Le manège de Robert, par sa fille

« Robert, je te l’ai déjà dit, le jardin et ton cabanon ne sont pas la décharge municipale ! »

« Robert, le compteur électrique a encore sauté ! »

« Robert, pourquoi y a t-il de la peinture verte sur le carrelage de la salle à manger ? »

Voilà les exclamations qui n’ont cessé de fuser pendant au moins vingt ans — depuis que Robert était à la retraite. Robert, qui tout petit rêvait de garder des moutons sous un olivier dans ses Alpilles en Provence tout en sculptant un petit bout d’olivier, justement a vu sa vie basculer lorsque ces oliviers, toujours eux, ont gelé en 1932, obligeant  toute la famille à déménager pour trouver du travail dans une fabrique de soie, où son père trouva un emploi de maréchal-ferrant. C’est là qu’à dix ans, Robert a rencontré Yvette, l’amour de sa vie, qui le restera jusqu’à ses derniers jours. Il a donc changé de projet et en 1946 il est devenu Agent de maitrise à la société Nationale des poudres et des explosifs de son nouveau village, Sorgues, dans le Vaucluse, tout près de Châteauneuf du Pape.

L’heure de la retraite allait sonner et son côté un peu pessimiste (qu’allait il faire de tout son temps libre ?) a fait que nous, ses deux filles, avons eu l’idée de demander à ses nombreux copains de lui offrir un tour à bois comme cadeau de départ. Oui, mais il fallait en plus lui donner des idées, car au tout début il manquait un peu d’inspiration, alors, chacune à notre tour, nous avons posé les questions suivantes :

« Dis papa, est ce que tu serais capable de faire une table en bois, circulaire, avec en pyrogravure (une autre nouvelle passion) tous les légumes que j’aime ? »  

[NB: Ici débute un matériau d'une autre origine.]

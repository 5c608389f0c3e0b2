//! Data sources for the tree snapshot
//!
//! A source is read exactly once, before the server accepts connections.
//! The resulting [`Snapshot`] is shared read-only for the process lifetime.

use crate::error::{Result, TreeError};
use serde_json::{Map, Value};
use std::path::{Path, PathBuf};
use std::sync::Arc;
use tracing::{debug, info};

/// Anything that can produce the root snapshot
pub trait TreeSource {
    /// Load and normalize the root node
    fn load_snapshot(&self, children_field: &str) -> Result<Snapshot>;

    /// Short description for logging
    fn describe(&self) -> String;
}

/// Tree read from a JSON file on disk
#[derive(Debug, Clone)]
pub struct FileSource {
    path: PathBuf,
}

impl FileSource {
    pub fn new(path: impl Into<PathBuf>) -> Self {
        Self { path: path.into() }
    }

    pub fn path(&self) -> &Path {
        &self.path
    }
}

impl TreeSource for FileSource {
    fn load_snapshot(&self, children_field: &str) -> Result<Snapshot> {
        let content =
            std::fs::read_to_string(&self.path).map_err(|e| TreeError::io(&self.path, e))?;
        let value: Value = serde_json::from_str(&content).map_err(|e| {
            TreeError::config(format!(
                "Failed to parse tree data in {}: {}",
                self.path.display(),
                e
            ))
        })?;
        debug!("Read {} bytes from {}", content.len(), self.path.display());
        Snapshot::from_value(value, children_field)
    }

    fn describe(&self) -> String {
        format!("file {}", self.path.display())
    }
}

/// Tree passed in directly as a literal value
#[derive(Debug, Clone)]
pub struct InMemorySource {
    tree: Value,
}

impl InMemorySource {
    pub fn new(tree: Value) -> Self {
        Self { tree }
    }
}

impl TreeSource for InMemorySource {
    fn load_snapshot(&self, children_field: &str) -> Result<Snapshot> {
        Snapshot::from_value(self.tree.clone(), children_field)
    }

    fn describe(&self) -> String {
        "in-memory object".to_string()
    }
}

/// The closed set of supported sources, chosen when options are resolved
#[derive(Debug, Clone)]
pub enum DataSource {
    File(FileSource),
    InMemory(InMemorySource),
}

impl DataSource {
    pub fn file(path: impl Into<PathBuf>) -> Self {
        DataSource::File(FileSource::new(path))
    }

    pub fn in_memory(tree: Value) -> Self {
        DataSource::InMemory(InMemorySource::new(tree))
    }

    /// Load the snapshot and log what was loaded
    pub fn load(&self, children_field: &str) -> Result<Snapshot> {
        let snapshot = self.load_snapshot(children_field)?;
        info!(
            "Loaded tree from {} ({} top-level children)",
            self.describe(),
            snapshot.child_count(children_field)
        );
        Ok(snapshot)
    }
}

impl TreeSource for DataSource {
    fn load_snapshot(&self, children_field: &str) -> Result<Snapshot> {
        match self {
            DataSource::File(source) => source.load_snapshot(children_field),
            DataSource::InMemory(source) => source.load_snapshot(children_field),
        }
    }

    fn describe(&self) -> String {
        match self {
            DataSource::File(source) => source.describe(),
            DataSource::InMemory(source) => source.describe(),
        }
    }
}

/// Immutable root of the tree, cheap to clone across tasks
#[derive(Debug, Clone)]
pub struct Snapshot {
    root: Arc<Value>,
}

impl Snapshot {
    /// An object is the root itself; an array is the root's children list
    pub fn from_value(value: Value, children_field: &str) -> Result<Self> {
        let root = match value {
            Value::Object(_) => value,
            Value::Array(children) => {
                let mut root = Map::new();
                root.insert(children_field.to_string(), Value::Array(children));
                Value::Object(root)
            }
            other => {
                return Err(TreeError::config(format!(
                    "Tree root must be an object or an array, got {}",
                    json_kind(&other)
                )))
            }
        };

        Ok(Self {
            root: Arc::new(root),
        })
    }

    pub fn root(&self) -> &Value {
        &self.root
    }

    pub fn child_count(&self, children_field: &str) -> usize {
        self.root
            .get(children_field)
            .and_then(Value::as_array)
            .map(Vec::len)
            .unwrap_or(0)
    }
}

fn json_kind(value: &Value) -> &'static str {
    match value {
        Value::Null => "null",
        Value::Bool(_) => "a boolean",
        Value::Number(_) => "a number",
        Value::String(_) => "a string",
        Value::Array(_) => "an array",
        Value::Object(_) => "an object",
    }
}
//! View projection
//!
//! Shapes a resolved node into a response payload. Both views own the node
//! they are given, so stripping fields never touches the shared snapshot.

use crate::config::TreeConfig;
use crate::path::TreePath;
use crate::resolve::identifier_text;
use serde_json::Value;

/// Field that carries the reconstructed path in responses
pub const PATH_FIELD: &str = "path";

/// Which shape a resource returns
#[derive(Debug, Clone, Copy, PartialEq, Eq)]
pub enum ViewMode {
    /// The node alone, without children
    Element,
    /// The node plus its immediate children, each without children
    Collection,
}

impl ViewMode {
    pub fn as_str(&self) -> &'static str {
        match self {
            ViewMode::Element => "element",
            ViewMode::Collection => "collection",
        }
    }
}

pub struct ViewProjector<'a> {
    config: &'a TreeConfig,
}

impl<'a> ViewProjector<'a> {
    pub fn new(config: &'a TreeConfig) -> Self {
        Self { config }
    }

    pub fn project(&self, mode: ViewMode, node: Value, path: &TreePath) -> Value {
        match mode {
            ViewMode::Element => self.element(node, path),
            ViewMode::Collection => self.collection(node, path),
        }
    }

    pub fn element(&self, mut node: Value, path: &TreePath) -> Value {
        if let Some(fields) = node.as_object_mut() {
            fields.shift_remove(&self.config.children_field);
        }
        self.attach_path(&mut node, path);
        node
    }

    pub fn collection(&self, mut node: Value, path: &TreePath) -> Value {
        let children = match node
            .as_object_mut()
            .and_then(|fields| fields.shift_remove(&self.config.children_field))
        {
            Some(Value::Array(children)) => children,
            _ => Vec::new(),
        };

        let children: Vec<Value> = children
            .into_iter()
            .map(|child| self.prune_child(child, path))
            .collect();

        self.attach_path(&mut node, path);
        if let Some(fields) = node.as_object_mut() {
            fields.insert(self.config.children_field.clone(), Value::Array(children));
        }
        node
    }

    fn prune_child(&self, mut child: Value, parent: &TreePath) -> Value {
        let Some(fields) = child.as_object_mut() else {
            return child;
        };
        fields.shift_remove(&self.config.children_field);

        if self.config.include_path {
            // Children without a usable identifier cannot be addressed
            let child_path = fields
                .get(&self.config.id_field)
                .and_then(identifier_text)
                .map(|id| parent.child(id.into_owned()));
            if let Some(child_path) = child_path {
                fields.insert(PATH_FIELD.to_string(), Value::String(child_path.to_string()));
            }
        }
        child
    }

    fn attach_path(&self, node: &mut Value, path: &TreePath) {
        if !self.config.include_path {
            return;
        }
        if let Some(fields) = node.as_object_mut() {
            fields.insert(PATH_FIELD.to_string(), Value::String(path.to_string()));
        }
    }
}
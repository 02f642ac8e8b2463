//! # Router Module
//!
//! Matches an inbound request against the route table in declared order,
//! first match wins. This is deliberately an ordered scan over compiled
//! predicates rather than a radix tree: operators reason about their table
//! top-to-bottom, and two requests with identical paths must always land on
//! the same route.
//!
//! The live table sits behind an atomically swappable reference. A reload
//! builds a complete new table and swaps it in one store; requests already
//! in flight keep the table they resolved at entry.

use axum::http::Method;
use parking_lot::RwLock;
use std::collections::HashMap;
use std::sync::Arc;
use tracing::info;

use crate::core::error::GatewayResult;
use crate::observability::{EventBus, GatewayEvent};
use crate::routing::route::{Route, RouteDefinition};

/// Result of matching a request against the table
#[derive(Debug, Clone)]
pub struct RouteMatch {
    /// The matched route
    pub route: Arc<Route>,

    /// Captures extracted by the predicate
    pub params: HashMap<String, String>,

    /// Path after applying the route's rewrite template
    pub rewritten_path: String,
}

/// Immutable, ordered route table
#[derive(Debug)]
pub struct RouteTable {
    routes: Vec<Arc<Route>>,
}

impl RouteTable {
    /// Compile a table from definitions, validating each route and the
    /// uniqueness of route ids
    pub fn compile(definitions: &[RouteDefinition]) -> GatewayResult<Self> {
        let mut routes = Vec::with_capacity(definitions.len());
        let mut seen = std::collections::HashSet::new();

        for def in definitions {
            if !seen.insert(def.id.clone()) {
                return Err(crate::core::error::GatewayError::config(format!(
                    "duplicate route id: {}",
                    def.id
                )));
            }
            routes.push(Arc::new(Route::compile(def)?));
        }

        Ok(Self { routes })
    }

    /// Build a table from already-compiled routes (used by tests)
    pub fn from_routes(routes: Vec<Route>) -> Self {
        Self {
            routes: routes.into_iter().map(Arc::new).collect(),
        }
    }

    /// Match a request path in declared order; first match wins
    pub fn match_request(&self, method: &Method, path: &str) -> Option<RouteMatch> {
        for route in &self.routes {
            if !route.accepts_method(method) {
                continue;
            }
            if let Some(params) = route.predicate.capture(path) {
                let rewritten_path = match &route.rewrite {
                    Some(template) => template.apply(&params),
                    None => path.to_string(),
                };
                metrics::counter!("gateway_route_matches", "route" => route.id.clone())
                    .increment(1);
                return Some(RouteMatch {
                    route: Arc::clone(route),
                    params,
                    rewritten_path,
                });
            }
        }
        None
    }

    /// Number of routes in the table
    pub fn len(&self) -> usize {
        self.routes.len()
    }

    /// Whether the table has no routes
    pub fn is_empty(&self) -> bool {
        self.routes.is_empty()
    }

    /// Route ids in declared order
    pub fn route_ids(&self) -> Vec<String> {
        self.routes.iter().map(|r| r.id.clone()).collect()
    }
}

/// Atomically swappable handle to the live route table
///
/// `load` clones the inner `Arc` under a read lock; `swap` replaces it under
/// a write lock. Both critical sections are a pointer copy, so readers never
/// contend meaningfully and never observe a partially updated table.
pub struct SharedRouteTable {
    slot: RwLock<Arc<RouteTable>>,
    events: EventBus,
}

impl SharedRouteTable {
    pub fn new(table: RouteTable, events: EventBus) -> Self {
        Self {
            slot: RwLock::new(Arc::new(table)),
            events,
        }
    }

    /// Snapshot the current table; in-flight requests keep their snapshot
    pub fn load(&self) -> Arc<RouteTable> {
        self.slot.read().clone()
    }

    /// Replace the whole table in one store
    pub fn swap(&self, table: RouteTable) {
        let table = Arc::new(table);
        let routes = table.len();
        *self.slot.write() = table;
        info!(routes, "route table swapped");
        self.events
            .publish(GatewayEvent::RouteTableSwapped { routes });
    }
}

#[cfg(test)]
mod tests {
    use super::*;
    use crate::routing::route::PredicateDef;
    use std::time::Duration;

    fn def(id: &str, predicate: PredicateDef) -> RouteDefinition {
        RouteDefinition {
            id: id.to_string(),
            predicate,
            rewrite: None,
            service: format!("{id}-service"),
            methods: Vec::new(),
            filters: Vec::new(),
            timeout: Duration::from_secs(30),
            attempt_timeout: Duration::from_secs(10),
            failure_status_min: 500,
            circuit_breaker: None,
            retry: None,
            rate_limit: None,
            fallback: None,
        }
    }

    #[test]
    fn test_first_match_wins_in_declared_order() {
        let table = RouteTable::compile(&[
            def("specific", PredicateDef::Prefix("/accounts/special".into())),
            def("general", PredicateDef::Prefix("/accounts".into())),
        ])
        .unwrap();

        let m = table
            .match_request(&Method::GET, "/accounts/special/1")
            .unwrap();
        assert_eq!(m.route.id, "specific");

        let m = table.match_request(&Method::GET, "/accounts/42").unwrap();
        assert_eq!(m.route.id, "general");
    }

    #[test]
    fn test_declaration_order_beats_specificity() {
        // Declared order is authoritative even when a later route is the
        // tighter match.
        let table = RouteTable::compile(&[
            def("general", PredicateDef::Prefix("/accounts".into())),
            def("specific", PredicateDef::Prefix("/accounts/special".into())),
        ])
        .unwrap();

        let m = table
            .match_request(&Method::GET, "/accounts/special/1")
            .unwrap();
        assert_eq!(m.route.id, "general");
    }

    #[test]
    fn test_identical_paths_always_match_same_route() {
        let table = RouteTable::compile(&[
            def("a", PredicateDef::Regex(r"^/items/(?P<id>\d+)$".into())),
            def("b", PredicateDef::Prefix("/items".into())),
        ])
        .unwrap();

        let first = table.match_request(&Method::GET, "/items/7").unwrap();
        for _ in 0..20 {
            let again = table.match_request(&Method::GET, "/items/7").unwrap();
            assert_eq!(again.route.id, first.route.id);
        }
    }

    #[test]
    fn test_no_match_returns_none() {
        let table =
            RouteTable::compile(&[def("accounts", PredicateDef::Prefix("/accounts".into()))])
                .unwrap();
        assert!(table.match_request(&Method::GET, "/unknown").is_none());
    }

    #[test]
    fn test_rewrite_applied_on_match() {
        let mut d = def("accounts", PredicateDef::Prefix("/accounts".into()));
        d.rewrite = Some("/{rest}".to_string());
        let table = RouteTable::compile(&[d]).unwrap();

        let m = table
            .match_request(&Method::GET, "/accounts/42/loans")
            .unwrap();
        assert_eq!(m.rewritten_path, "/42/loans");
    }

    #[test]
    fn test_method_restriction_skips_route() {
        let mut read_only = def("reads", PredicateDef::Prefix("/data".into()));
        read_only.methods = vec!["GET".into()];
        let writes = def("writes", PredicateDef::Prefix("/data".into()));
        let table = RouteTable::compile(&[read_only, writes]).unwrap();

        assert_eq!(
            table.match_request(&Method::GET, "/data/1").unwrap().route.id,
            "reads"
        );
        assert_eq!(
            table.match_request(&Method::POST, "/data/1").unwrap().route.id,
            "writes"
        );
    }

    #[test]
    fn test_duplicate_route_ids_rejected() {
        let err = RouteTable::compile(&[
            def("dup", PredicateDef::Prefix("/a".into())),
            def("dup", PredicateDef::Prefix("/b".into())),
        ])
        .unwrap_err();
        assert_eq!(err.error_type(), "configuration_error");
    }

    #[test]
    fn test_swap_replaces_table_atomically() {
        let shared = SharedRouteTable::new(
            RouteTable::compile(&[def("old", PredicateDef::Prefix("/old".into()))]).unwrap(),
            EventBus::default(),
        );

        // A reader that resolved before the swap keeps its snapshot.
        let before = shared.load();
        shared.swap(RouteTable::compile(&[def("new", PredicateDef::Prefix("/new".into()))]).unwrap());

        assert!(before.match_request(&Method::GET, "/old/1").is_some());
        let after = shared.load();
        assert!(after.match_request(&Method::GET, "/old/1").is_none());
        assert!(after.match_request(&Method::GET, "/new/1").is_some());
    }
}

« Dis papa, tu pourrais me fabriquer une lampe avec un pied en escalier en colimaçon ? »  

« Dis papa, j’ai une copine qui vient d’avoir un bébé, je voudrais faire un cadeau original : tu ne veux pas me créer un porte manteau avec des zèbres, des lions…. ? »

Bon sang, un seul homme avec trois femmes, il n’allait pas les laisser croire qu’il n’était pas capable de relever les nombreux défis !

Ouf, ça y  est, le déclic avait lieu, la magie opérait, et il s’est mis à fabriquer tant et tant d’objets que notre maison, puis celle de ma sœur ou la mienne en ont été très vite remplies. Et si par malheur nous n’avions plus d’idée, il lui fallait inventer, tester. Si bien que nous avons eu une période « poterie » ( qui a été un échec cuisant, il faut le reconnaitre). Le mobile avec des abeilles en soie, destiné à Vivien son petit fils et monté sur un moteur de robot marie a vu ses bestioles s’envoler définitivement dans le jardin du voisin au premier essai car le moteur tournait trop vite ! Et puis il lui fallait aussi des matières premières à bon marché car maman trouvait parfois que le budget « bois » était un peu élevé.. ! Alors il a eu une idée de génie, à ses dires : fréquenter assidûment la décharge municipale, au grand dam de son épouse, car nous avons vu très rapidement son cabanon puis le jardin envahis de toutes sortes d’objets récupérés dans les poubelles des autres. C’est ainsi qu’une vieille banquette pratiquement pourrie a donné le jour à une superbe balancelle de jardin, solide comme on n’en trouve nulle part ailleurs, et je mets au défi Monsieur Bricolage ou autre jardinerie de me prouver le contraire !!

Quant à la mine de pièces que l’on peut récupérer dans un téléviseur des années 70, personne ne la soupçonne ! Sauf nous, qui avons vu naître entre autre ce manège, créé avec un moteur de moulin à café, des boites de biscuits « brun » et des résistances de téléviseur. « Il n’y a pas que dans le cochon que tout est bon » disait il en riant à ma mère qui râlait tout de même pas mal, pour le principe !

Voilà donc l’histoire de ce manège qui fonctionne encore très bien, alors que son créateur nous a quittés en nous laissant tant de souvenirs de fous rires et d’émerveillement — car souvent sa créativité dépassait notre imagination.